Politik

Obama hält Wort Guantanamo auf Eis

Der neue US-Präsident Barack Obama hat als einer seiner ersten Amtshandlungen eine Aussetzung aller Terrorismus-Verfahren im umstrittenen Gefangenenlager Guantnamo Bay auf Kuba angeordnet. Nach Angaben des US-Fernsehsenders CNN soll die Verfügung zunächst für 120 Tage gelten. In dieser Zeitspanne soll demnach das derzeitige Prozess-System gegen mutmaßliche Terroristen in Guantnamo generell und in Einzelfällen geprüft werden.

Obama hatte bereits im Wahlkampf für den Fall eines Sieges eine Schließung des Lagers angekündigt. Verteidigungsminister Robert Gates, der bereits unter George W. Bush Pentagonchef war und unter Obama im Amt bleibt, hatte bereits vor Wochen mit der Prüfung der dazu nötigen Schritte begonnen.

In dem Lager werden zurzeit noch etwa 245 Terrorverdächtige festgehalten, viele von ihnen bereits seit sieben Jahren ohne Anklage oder Prozess. Nur 21 Gefangene sollten sich nach bisherigem Stand demnächst als Kriegsverbrecher vor Militärkommissionen verantworten, das heißt Sondergerichten, die von der US-Regierung eigens zur Aburteilung von Guantnamo-Insassen geschaffen wurden. Die Anträge auf Aussetzung sollen heute bei den Sondergerichten eingereicht werden.
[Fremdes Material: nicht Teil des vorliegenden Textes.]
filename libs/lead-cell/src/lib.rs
pub mod handlers;
pub mod models;
pub mod router;
pub mod services;

pub use models::*;
pub use services::*;
pub use router::lead_routes;
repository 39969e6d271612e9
use chrono::{DateTime, Duration, TimeZone, Utc};
use proptest::prelude::*;
use uuid::Uuid;

use appointment_cell::models::{Appointment, AppointmentStatus};
use appointment_cell::services::conflict::{check_appointment_conflict, intervals_overlap};

fn base() -> DateTime<Utc> {
    Utc.with_ymd_and_hms(2030, 1, 1, 8, 0, 0).unwrap()
}

fn window(offset: i64, minutes: i64) -> (DateTime<Utc>, DateTime<Utc>) {
    let start = base() + Duration::minutes(offset);
    (start, start + Duration::minutes(minutes))
}

fn appointment(clinic_id: Uuid, offset: i64, minutes: i32, status: AppointmentStatus) -> Appointment {
    let start = base() + Duration::minutes(offset);
    Appointment {
        id: Uuid::new_v4(),
        clinic_id,
        created_by: Uuid::new_v4(),
        client_name: "Cliente".to_string(),
        client_email: "cliente@example.com".to_string(),
        client_phone: "11900000000".to_string(),
        procedure: "Botox".to_string(),
        start_time: start,
        duration_minutes: minutes,
        status,
        price: None,
        notes: None,
        confirmed_by_client: false,
        confirmed_at: None,
        created_at: start,
        updated_at: start,
    }
}

proptest! {
    #[test]
    fn overlap_is_symmetric(
        a_offset in 0i64..600, a_len in 1i64..240,
        b_offset in 0i64..600, b_len in 1i64..240,
    ) {
        let (a_start, a_end) = window(a_offset, a_len);
        let (b_start, b_end) = window(b_offset, b_len);

        prop_assert_eq!(
            intervals_overlap(a_start, a_end, b_start, b_end),
            intervals_overlap(b_start, b_end, a_start, a_end)
        );
    }

    #[test]
    fn back_to_back_never_overlaps(offset in 0i64..600, first in 1i64..240, second in 1i64..240) {
        let (a_start, a_end) = window(offset, first);
        let (b_start, b_end) = window(offset + first, second);

        prop_assert!(!intervals_overlap(a_start, a_end, b_start, b_end));
    }

    #[test]
    fn a_window_always_overlaps_itself(offset in 0i64..600, len in 1i64..240) {
        let (start, end) = window(offset, len);
        prop_assert!(intervals_overlap(start, end, start, end));
    }

    #[test]
    fn inactive_bookings_never_conflict(
        offset in 0i64..600, len in 15i32..240,
        cancelled in any::<bool>(),
    ) {
        let clinic = Uuid::new_v4();
        let status = if cancelled { AppointmentStatus::Cancelled } else { AppointmentStatus::NoShow };
        let existing = vec![appointment(clinic, offset, len, status)];

        let conflict = check_appointment_conflict(clinic, base() + Duration::minutes(offset), len, &existing, None);
        prop_assert_eq!(conflict, Ok(false));
    }
}
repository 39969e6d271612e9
// libs/lead-cell/src/services/scoring.rs
//
// Lead quality scoring. Each rule is evaluated independently against the same
// snapshot, contributions are summed, and the total is clamped to 0..=100.

use std::ops::RangeInclusive;

use serde::Serialize;

use crate::models::LeadScoringInput;

pub const MIN_SCORE: i32 = 0;
pub const MAX_SCORE: i32 = 100;

pub const IDEAL_AGE_RANGE: RangeInclusive<i32> = 26..=45;

#[derive(Debug, Clone, Copy, PartialEq, Eq, Serialize)]
#[serde(rename_all = "snake_case")]
pub enum ScoringRule {
    MessagingReachability,
    IdealAgeBand,
    PriorProcedure,
    DeclaredInterest,
    QualifiedChannel,
}

impl ScoringRule {
    pub const ALL: [ScoringRule; 5] = [
        ScoringRule::MessagingReachability,
        ScoringRule::IdealAgeBand,
        ScoringRule::PriorProcedure,
        ScoringRule::DeclaredInterest,
        ScoringRule::QualifiedChannel,
    ];

    pub fn points(&self) -> i32 {
        match self {
            ScoringRule::MessagingReachability => 20,
            ScoringRule::IdealAgeBand => 15,
            ScoringRule::PriorProcedure => 25,
            ScoringRule::DeclaredInterest => 20,
            ScoringRule::QualifiedChannel => 20,
        }
    }

    pub fn applies(&self, input: &LeadScoringInput) -> bool {
        match self {
            ScoringRule::MessagingReachability => input.has_messaging_contact,
            ScoringRule::IdealAgeBand => input
                .age_bracket
                .is_some_and(|age| IDEAL_AGE_RANGE.contains(&age)),
            ScoringRule::PriorProcedure => input.has_prior_procedure,
            ScoringRule::DeclaredInterest => input
                .procedure_of_interest
                .as_deref()
                .is_some_and(|procedure| !procedure.is_empty()),
            ScoringRule::QualifiedChannel => input
                .source
                .as_ref()
                .is_some_and(|source| source.is_qualified()),
        }
    }
}

#[derive(Debug, Clone, PartialEq, Serialize)]
pub struct ScoreBreakdown {
    pub score: i32,
    pub raw_total: i32,
    pub matched_rules: Vec<ScoringRule>,
}

/// Deterministic lead score in `MIN_SCORE..=MAX_SCORE`.
pub fn compute_lead_score(input: &LeadScoringInput) -> i32 {
    score_breakdown(input).score
}

pub fn score_breakdown(input: &LeadScoringInput) -> ScoreBreakdown {
    let matched_rules: Vec<ScoringRule> = ScoringRule::ALL
        .into_iter()
        .filter(|rule| rule.applies(input))
        .collect();

    let raw_total: i32 = matched_rules.iter().map(ScoringRule::points).sum();

    ScoreBreakdown {
        score: raw_total.clamp(MIN_SCORE, MAX_SCORE),
        raw_total,
        matched_rules,
    }
}

#[cfg(test)]
mod tests {
    use super::*;
    use crate::models::LeadSource;

    fn full_lead() -> LeadScoringInput {
        LeadScoringInput {
            has_messaging_contact: true,
            age_bracket: Some(30),
            has_prior_procedure: true,
            procedure_of_interest: Some("Botox".to_string()),
            source: Some(LeadSource::Referral),
        }
    }

    #[test]
    fn every_rule_matched_scores_100() {
        assert_eq!(compute_lead_score(&full_lead()), 100);
    }

    #[test]
    fn empty_input_scores_zero() {
        assert_eq!(compute_lead_score(&LeadScoringInput::default()), 0);
    }

    #[test]
    fn age_outside_band_contributes_nothing() {
        let input = LeadScoringInput {
            age_bracket: Some(17),
            ..Default::default()
        };
        assert_eq!(compute_lead_score(&input), 0);
    }

    #[test]
    fn age_band_is_inclusive_on_both_ends() {
        for (age, expected) in [(25, 0), (26, 15), (45, 15), (46, 0)] {
            let input = LeadScoringInput {
                age_bracket: Some(age),
                ..Default::default()
            };
            assert_eq!(compute_lead_score(&input), expected, "age {}", age);
        }
    }

    #[test]
    fn empty_procedure_is_not_declared_interest() {
        let input = LeadScoringInput {
            procedure_of_interest: Some(String::new()),
            ..Default::default()
        };
        assert_eq!(compute_lead_score(&input), 0);
    }

    #[test]
    fn only_referral_and_search_are_qualified_channels() {
        let score_for = |source: LeadSource| {
            compute_lead_score(&LeadScoringInput {
                source: Some(source),
                ..Default::default()
            })
        };

        assert_eq!(score_for(LeadSource::Referral), 20);
        assert_eq!(score_for(LeadSource::Search), 20);
        assert_eq!(score_for(LeadSource::Site), 0);
        assert_eq!(score_for(LeadSource::Instagram), 0);
        assert_eq!(score_for(LeadSource::Facebook), 0);
        assert_eq!(score_for(LeadSource::Other), 0);
    }

    #[test]
    fn breakdown_lists_matched_rules() {
        let input = LeadScoringInput {
            has_messaging_contact: true,
            has_prior_procedure: true,
            ..Default::default()
        };
        let breakdown = score_breakdown(&input);

        assert_eq!(breakdown.score, 45);
        assert_eq!(breakdown.raw_total, 45);
        assert_eq!(
            breakdown.matched_rules,
            vec![ScoringRule::MessagingReachability, ScoringRule::PriorProcedure]
        );
    }

    #[test]
    fn rule_points_sum_to_max_score() {
        let total: i32 = ScoringRule::ALL.iter().map(ScoringRule::points).sum();
        assert_eq!(total, MAX_SCORE);
    }

    #[test]
    fn scoring_is_repeatable() {
        let input = full_lead();
        assert_eq!(score_breakdown(&input), score_breakdown(&input));
    }
}
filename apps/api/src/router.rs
use std::sync::Arc;

use axum::{
    Router,
    routing::get,
};

use appointment_cell::router::appointment_routes;
use auth_cell::router::auth_routes;
use lead_cell::router::lead_routes;
use shared_config::AppConfig;

pub fn create_router(state: Arc<AppConfig>) -> Router {
    Router::new()
        .route("/", get(|| async { "Clinic API is running!" }))
        .nest("/auth", auth_routes(state.clone()))
        .nest("/leads", lead_routes(state.clone()))
        .nest("/appointments", appointment_routes(state))
}
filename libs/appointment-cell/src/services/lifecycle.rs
// libs/appointment-cell/src/services/lifecycle.rs
use std::fmt;

use tracing::debug;

use crate::models::{Appointment, AppointmentError, MIN_DURATION_MINUTES};

/// Why an update has to go through the slot check again.
#[derive(Debug, Clone, Copy, PartialEq, Eq)]
pub enum RecheckReason {
    StartChanged,
    DurationChanged,
    Reactivated,
}

impl fmt::Display for RecheckReason {
    fn fmt(&self, f: &mut fmt::Formatter<'_>) -> fmt::Result {
        match self {
            RecheckReason::StartChanged => write!(f, "start_changed"),
            RecheckReason::DurationChanged => write!(f, "duration_changed"),
            RecheckReason::Reactivated => write!(f, "reactivated"),
        }
    }
}

/// Bookings shorter than the minimum slot are refused before they reach storage.
pub fn validate_duration(duration_minutes: i32) -> Result<(), AppointmentError> {
    if duration_minutes < MIN_DURATION_MINUTES {
        return Err(AppointmentError::ValidationError(format!(
            "Duration must be at least {} minutes", MIN_DURATION_MINUTES
        )));
    }
    Ok(())
}

/// Compares the stored appointment with its updated form. An inactive result
/// never needs a check; an active one does when it moved, resized, or came
/// back from cancelled/no-show.
pub fn recheck_reason(before: &Appointment, after: &Appointment) -> Option<RecheckReason> {
    if !after.status.is_active() {
        return None;
    }

    let reason = if before.start_time != after.start_time {
        Some(RecheckReason::StartChanged)
    } else if before.duration_minutes != after.duration_minutes {
        Some(RecheckReason::DurationChanged)
    } else if !before.status.is_active() {
        Some(RecheckReason::Reactivated)
    } else {
        None
    };

    debug!(appointment_id = %after.id, ?reason, "Evaluated update");
    reason
}

#[cfg(test)]
mod tests {
    use super::*;
    use assert_matches::assert_matches;
    use chrono::{Duration, TimeZone, Utc};
    use uuid::Uuid;

    use crate::models::AppointmentStatus;

    fn appointment(status: AppointmentStatus) -> Appointment {
        let start = Utc.with_ymd_and_hms(2025, 5, 20, 14, 0, 0).unwrap();
        Appointment {
            id: Uuid::new_v4(),
            clinic_id: Uuid::new_v4(),
            created_by: Uuid::new_v4(),
            client_name: "Paula".to_string(),
            client_email: "paula@example.com".to_string(),
            client_phone: "11911112222".to_string(),
            procedure: "Preenchimento".to_string(),
            start_time: start,
            duration_minutes: 60,
            status,
            price: Some(800.0),
            notes: None,
            confirmed_by_client: false,
            confirmed_at: None,
            created_at: start,
            updated_at: start,
        }
    }

    #[test]
    fn duration_below_minimum_is_rejected() {
        assert_matches!(validate_duration(14), Err(AppointmentError::ValidationError(_)));
        assert!(validate_duration(15).is_ok());
        assert!(validate_duration(60).is_ok());
    }

    #[test]
    fn moving_an_active_appointment_requires_check() {
        let before = appointment(AppointmentStatus::Scheduled);
        let mut after = before.clone();
        after.start_time += Duration::hours(1);

        assert_eq!(recheck_reason(&before, &after), Some(RecheckReason::StartChanged));
    }

    #[test]
    fn resizing_requires_check() {
        let before = appointment(AppointmentStatus::Confirmed);
        let mut after = before.clone();
        after.duration_minutes = 90;

        assert_eq!(recheck_reason(&before, &after), Some(RecheckReason::DurationChanged));
    }

    #[test]
    fn reactivating_requires_check() {
        for inactive in [AppointmentStatus::Cancelled, AppointmentStatus::NoShow] {
            let before = appointment(inactive);
            let mut after = before.clone();
            after.status = AppointmentStatus::Scheduled;

            assert_eq!(recheck_reason(&before, &after), Some(RecheckReason::Reactivated));
        }
    }

    #[test]
    fn other_field_changes_skip_check() {
        let before = appointment(AppointmentStatus::Scheduled);
        let mut after = before.clone();
        after.notes = Some("Trazer exames".to_string());
        after.price = Some(950.0);
        after.status = AppointmentStatus::Confirmed;

        assert_eq!(recheck_reason(&before, &after), None);
    }

    #[test]
    fn cancelling_never_requires_check() {
        let before = appointment(AppointmentStatus::Scheduled);
        let mut after = before.clone();
        after.status = AppointmentStatus::Cancelled;
        after.start_time += Duration::hours(2);

        assert_eq!(recheck_reason(&before, &after), None);
    }
}
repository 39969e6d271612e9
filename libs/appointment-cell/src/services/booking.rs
// libs/appointment-cell/src/services/booking.rs
use std::sync::Arc;

use chrono::Utc;
use tracing::{debug, info};
use uuid::Uuid;

use shared_config::AppConfig;

use crate::models::{
    Appointment, AppointmentError, AppointmentSearchQuery, BookAppointmentRequest,
    ConflictCheckQuery, ConflictCheckResponse, UpdateAppointmentRequest,
};
use crate::services::conflict::{conflicting_ids, proposed_window};
use crate::services::lifecycle::{recheck_reason, validate_duration};
use crate::services::repository::{AppointmentRepository, SupabaseAppointmentRepository};

pub struct AppointmentBookingService {
    repository: Arc<dyn AppointmentRepository>,
}

impl AppointmentBookingService {
    pub fn new(config: &AppConfig, auth_token: &str) -> Self {
        Self {
            repository: Arc::new(SupabaseAppointmentRepository::new(config, auth_token)),
        }
    }

    pub fn with_repository(repository: Arc<dyn AppointmentRepository>) -> Self {
        Self { repository }
    }

    /// Book a slot. Check and insert happen atomically in the repository.
    pub async fn book_appointment(
        &self,
        clinic_id: Uuid,
        created_by: Uuid,
        request: BookAppointmentRequest,
    ) -> Result<Appointment, AppointmentError> {
        debug!("Booking appointment for clinic {} at {}", clinic_id, request.start_time);

        validate_duration(request.duration_minutes)?;
        proposed_window(request.start_time, request.duration_minutes)?;

        let now = Utc::now();
        let appointment = Appointment {
            id: Uuid::new_v4(),
            clinic_id,
            created_by,
            client_name: request.client_name,
            client_email: request.client_email,
            client_phone: request.client_phone,
            procedure: request.procedure,
            start_time: request.start_time,
            duration_minutes: request.duration_minutes,
            status: request.status,
            price: request.price,
            notes: request.notes,
            confirmed_by_client: false,
            confirmed_at: None,
            created_at: now,
            updated_at: now,
        };

        let booked = self.repository.reserve_if_free(&appointment).await?;
        info!(
            appointment_id = %booked.id,
            clinic_id = %clinic_id,
            start_time = %booked.start_time,
            duration_minutes = booked.duration_minutes,
            "Appointment booked"
        );
        Ok(booked)
    }

    pub async fn get_appointment(
        &self,
        clinic_id: Uuid,
        appointment_id: Uuid,
    ) -> Result<Appointment, AppointmentError> {
        self.repository
            .get(clinic_id, appointment_id)
            .await?
            .ok_or(AppointmentError::NotFound)
    }

    pub async fn list_appointments(
        &self,
        clinic_id: Uuid,
        query: AppointmentSearchQuery,
    ) -> Result<Vec<Appointment>, AppointmentError> {
        if let Some((from, to)) = query.period() {
            if from > to {
                return Err(AppointmentError::ValidationError(
                    "from_date must not be after to_date".to_string(),
                ));
            }
        }

        self.repository.list(clinic_id, &query).await
    }

    /// Partial update. Goes through the atomic slot check only when the change
    /// moves, resizes, or reactivates an active booking.
    pub async fn update_appointment(
        &self,
        clinic_id: Uuid,
        appointment_id: Uuid,
        request: UpdateAppointmentRequest,
    ) -> Result<Appointment, AppointmentError> {
        let current = self.get_appointment(clinic_id, appointment_id).await?;

        let now = Utc::now();
        let mut updated = current.clone();
        request.apply_to(&mut updated, now);
        updated.updated_at = now;

        if updated.duration_minutes != current.duration_minutes {
            validate_duration(updated.duration_minutes)?;
        }
        if updated.start_time != current.start_time || updated.duration_minutes != current.duration_minutes {
            proposed_window(updated.start_time, updated.duration_minutes)?;
        }

        let saved = match recheck_reason(&current, &updated) {
            Some(reason) => {
                debug!(appointment_id = %appointment_id, %reason, "Re-checking slot");
                self.repository.reschedule_if_free(&updated).await?
            }
            None => self.repository.update(&updated).await?,
        };

        info!(appointment_id = %appointment_id, status = %saved.status, "Appointment updated");
        Ok(saved)
    }

    pub async fn delete_appointment(
        &self,
        clinic_id: Uuid,
        appointment_id: Uuid,
    ) -> Result<(), AppointmentError> {
        if !self.repository.delete(clinic_id, appointment_id).await? {
            return Err(AppointmentError::NotFound);
        }
        info!(appointment_id = %appointment_id, clinic_id = %clinic_id, "Appointment deleted");
        Ok(())
    }

    /// Advisory pre-check. Reads the current bookings without reserving anything.
    pub async fn check_conflicts(
        &self,
        clinic_id: Uuid,
        query: ConflictCheckQuery,
    ) -> Result<ConflictCheckResponse, AppointmentError> {
        let (start_time, end_time) = proposed_window(query.start_time, query.duration_minutes)?;

        let existing = self
            .repository
            .active_in_window(clinic_id, start_time, end_time, query.exclude_appointment_id)
            .await?;

        let conflicting_appointments = conflicting_ids(
            clinic_id,
            start_time,
            query.duration_minutes,
            &existing,
            query.exclude_appointment_id,
        )?;

        Ok(ConflictCheckResponse {
            has_conflict: !conflicting_appointments.is_empty(),
            start_time,
            end_time,
            conflicting_appointments,
        })
    }
}
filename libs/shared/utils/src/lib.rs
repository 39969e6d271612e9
pub mod extractor;
pub mod jwt;
pub mod test_utils;
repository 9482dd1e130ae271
// ------------------------------------------------------------
// Module declarations
// ------------------------------------------------------------
//
// Each module represents a well-defined responsibility:
//
// - config:    Configuration structs loaded from JSON
// - schema:    Summary / statistics / page types
// - salary:    Salary estimation from partial ranges
// - util:      Shared helper utilities (search phrase, JSON numbers)
// - sources:   Vacancy source adapters and adapter registry
// - collector: Paging, aggregation and HTTP fetching
// - report:    Table / JSON rendering
// - metrics:   Runtime counters
//
mod collector;
mod config;
mod metrics;
mod report;
mod salary;
mod schema;
mod sources;
mod util;

// ------------------------------------------------------------
// External dependencies
// ------------------------------------------------------------

use anyhow::Context;

use collector::fetch::HttpFetcher;
use collector::runner::collect_source;
use config::Config;
use metrics::METRICS;
use report::render;
use sources::get_source;

use std::fs;
use std::path::Path;

const DEFAULT_CONFIG_PATH: &str = "config.json";
const CONFIG_PATH_ENV: &str = "SALARY_CONFIG";

// ------------------------------------------------------------
// Application entry point
// ------------------------------------------------------------
//
// Responsibilities:
// - Load `.env` (API keys) and initialize logging
// - Load configuration
// - Run every enabled source, one after another
// - Print one report (table or JSON) per source
//
// Any failed request ends the run with a non-zero exit status.
// Tables of sources that already finished stay printed.
//
#[tokio::main]
async fn main() -> anyhow::Result<()> {
    dotenvy::dotenv().ok();

    env_logger::Builder::from_env(env_logger::Env::default().default_filter_or("info")).init();

    let config = load_config()?;
    config.validate()?;

    let result = run(&config).await;

    log::info!("{}", METRICS.snapshot());

    result
}

async fn run(config: &Config) -> anyhow::Result<()> {
    let fetcher = HttpFetcher::new(&config.collection.user_agent)?;

    if config.languages.is_empty() {
        log::warn!("no languages configured, tables will be empty");
    }

    for source_cfg in config.sources.iter().filter(|s| s.enabled) {
        let Some(source) = get_source(source_cfg) else {
            log::error!("Source '{}' is not supported", source_cfg.name);
            continue;
        };

        log::info!("Starting {} collector", source.name());

        let statistics = collect_source(
            source.as_ref(),
            &fetcher,
            &config.collection,
            &config.languages,
        )
        .await
        .inspect_err(|e| log::error!("{} collection aborted: {:#}", source.name(), e))?;

        println!(
            "{}",
            render(config.collection.output, source.title(), &statistics)?
        );
    }

    Ok(())
}

// ------------------------------------------------------------
// Configuration loader
// ------------------------------------------------------------
//
// Reads the JSON configuration into the strongly typed `Config`.
//
// - Path comes from $SALARY_CONFIG, else `config.json`
// - A missing default file means "use built-in defaults"
// - A missing file named explicitly through the env is an error
//
fn load_config() -> anyhow::Result<Config> {
    let explicit = std::env::var(CONFIG_PATH_ENV).ok();
    let path = explicit.as_deref().unwrap_or(DEFAULT_CONFIG_PATH);

    if explicit.is_none() && !Path::new(path).exists() {
        log::debug!("{} not found, using built-in defaults", path);
        return Ok(Config::default());
    }

    let data = fs::read_to_string(path).with_context(|| format!("failed to read {}", path))?;
    let cfg = serde_json::from_str(&data).with_context(|| format!("invalid config in {}", path))?;
    Ok(cfg)
}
"Im Interesse der Gerechtigkeit"

Die Aussetzung der Verfahren solle "im Interesse der Gerechtigkeit" erfolgen, heißt es in den Schriftsätzen, die bereits am Dienstagabend (Ortszeit) in Guantnamo Bay verteilt wurden. In dem Gefangenenlager, das nach den Anschlägen vom 11. September 2001 eröffnet worden war, waren zeitweise bis zu 800 Menschen inhaftiert.

Prozess-Aussetzung auch gegen 09/11-Hintermänner

Zu den Angeklagten gehören auch fünf mutmaßliche Hintermänner der Anschläge vom 11. September, darunter der als Hauptdrahtzieher verdächtigte Chalid Scheich Mohammed. Ein Prozess sollte in diesem Jahr stattfinden. Der "Washington Post" zufolge legte die Anklage bereits am Dienstag während einer Anhörung zur Vorbereitung auf den Prozess gegen die fünf Beschuldigten den Antrag auf Aussetzung der Prozeduren bis zum 20. Mai vor.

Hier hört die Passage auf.